Hello Luis and Dara,
ReplyDeleteYou both focus on the spiritual and cultural aspects of integration and reparations. Dara's ultimate conclusion is that for reparations to work, they need to establish a li similar to the spiritual change King advocated for to achieve integration. Luis understandably remains skeptical of this conclusion and by extension Taiwo's arguments in Chapter 3, and I share some of this skepticism. The extent to which we can create societal change significant enough to truly see more "ramps than stairs" being built in the world must be considered. This is one of the foremost challenges Taiwo's work faces. We can pursue reparations in the form of debt repayment and redistribution of resources, whether they are educational, medical, or purely industrial, and we can give greater powers of self-determination to historically oppressed groups, but how can we truly get rid of the esteem hierarchies that exist to hold the global racial empire that Taiwo calls innate, unconscious, and pervasive in place. These are hierarchies that unconsciously and automatically reinforce and protect themselves. Even if the Global North is driven by the calls for justice, which Taiwo uses as his yardstick, to rectify unjust material differences and offer diplomatic and legal restitution, there seems to be a lack of a tangible solution for ensuring the ingrained feelings of cultural superiority, and the power that comes with that is eliminated. Without eradicating these, it seems increasingly plausible that power and wealth imbalances can recreate themselves, even in a world remade justly.
Taiwo offers his solution by correcting patterns of unjust distribution of care, concern, and attention (97). The idea is that once you undertake this endeavor of distributing equal attention in fields like medical research, which he discusses with the example of pregnant women not being researched during vaccine trials causing Ebola to impact pregnant Congolese women disproportionately, we can correct the '"cultural grammar' that systematically excludes and victimizes certain people." Self-determination also contributes to this idea since, hopefully, greater respect emerges once you establish groups with authority to be self-governing and autonomous. This was discussed throughout the chapter with the example of Taifa and her writings on self-determination and the Republic of New Afrika.

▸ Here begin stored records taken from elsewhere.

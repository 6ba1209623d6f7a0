//! Port for the backend registration endpoint.

use crate::domain::errors::RegistrationError;
use async_trait::async_trait;

/// Creates user accounts on the backend API.
///
/// # Implementations
///
/// - [`crate::infrastructure::backend::HttpRegistrationBackend`] - JSON over HTTP
/// - Test mocks available with `cfg(test)`
#[cfg_attr(test, mockall::automock)]
#[async_trait]
pub trait RegistrationBackend: Send + Sync {
    /// Registers a new account.
    ///
    /// `username` is expected to be lower-cased already.
    ///
    /// # Errors
    ///
    /// Returns a classified [`RegistrationError`] when the backend rejects the
    /// account, or [`RegistrationError::Unclassified`] on transport failures
    /// and unknown error codes.
    async fn register(
        &self,
        email: &str,
        username: &str,
        password: &str,
    ) -> Result<(), RegistrationError>;
}
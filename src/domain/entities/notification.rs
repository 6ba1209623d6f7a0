use serde::Serialize;

#[derive(Debug, Clone, Copy, PartialEq, Eq, Serialize)]
#[serde(rename_all = "lowercase")]
pub enum NotificationLevel {
    Info,
    Error,
}

/// A message raised for the user by a form or dialog.
#[derive(Debug, Clone, PartialEq, Eq, Serialize)]
pub struct Notification {
    pub level: NotificationLevel,
    pub text: String,
}

impl Notification {
    pub fn info(text: impl Into<String>) -> Self {
        Self {
            level: NotificationLevel::Info,
            text: text.into(),
        }
    }

    pub fn error(text: impl Into<String>) -> Self {
        Self {
            level: NotificationLevel::Error,
            text: text.into(),
        }
    }

    pub fn is_error(&self) -> bool {
        self.level == NotificationLevel::Error
    }
}
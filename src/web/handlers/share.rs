//! Share-link dialog page.

use askama::Template;
use askama_web::WebTemplate;
use axum::extract::{Query, State};
use validator::Validate;

use crate::application::forms::LINK_COPIED_MESSAGE;
use crate::domain::entities::ShareLinkData;
use crate::error::AppError;
use crate::state::AppState;

/// Template for the share dialog.
///
/// The copy button and the dismiss button are wired up in the browser; the
/// server only fixes the link and the confirmation text.
#[derive(Template, WebTemplate)]
#[template(path = "share_link.html")]
pub struct ShareLinkTemplate {
    pub username: String,
    pub title: String,
    pub link: String,
    pub copied_message: &'static str,
}

/// Renders the share dialog for a program.
///
/// # Endpoint
///
/// `GET /share?username={username}&title={title}`
///
/// # Errors
///
/// Returns `400 Bad Request` if either parameter is missing or empty.
pub async fn share_link_page_handler(
    State(state): State<AppState>,
    Query(data): Query<ShareLinkData>,
) -> Result<ShareLinkTemplate, AppError> {
    data.validate()?;

    Ok(ShareLinkTemplate {
        link: data.link(&state.share_host),
        username: data.username,
        title: data.title,
        copied_message: LINK_COPIED_MESSAGE,
    })
}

Even if the solutions Taiwo puts forward, along with debt repayments and other reparations, cannot dismantle the hierarchies that the global racial empire rests on, they could make great strides at weakening them. Enacting them forces the Global North to be aware of its advantages and injustices it must correct, as well as the feelings of superiority, both conscious and unconscious, and it must eliminate from its "cultural grammar." The book is a philosophical argument for why and how this needs to be done, so the practicality of the proposal as a solution is up for debate.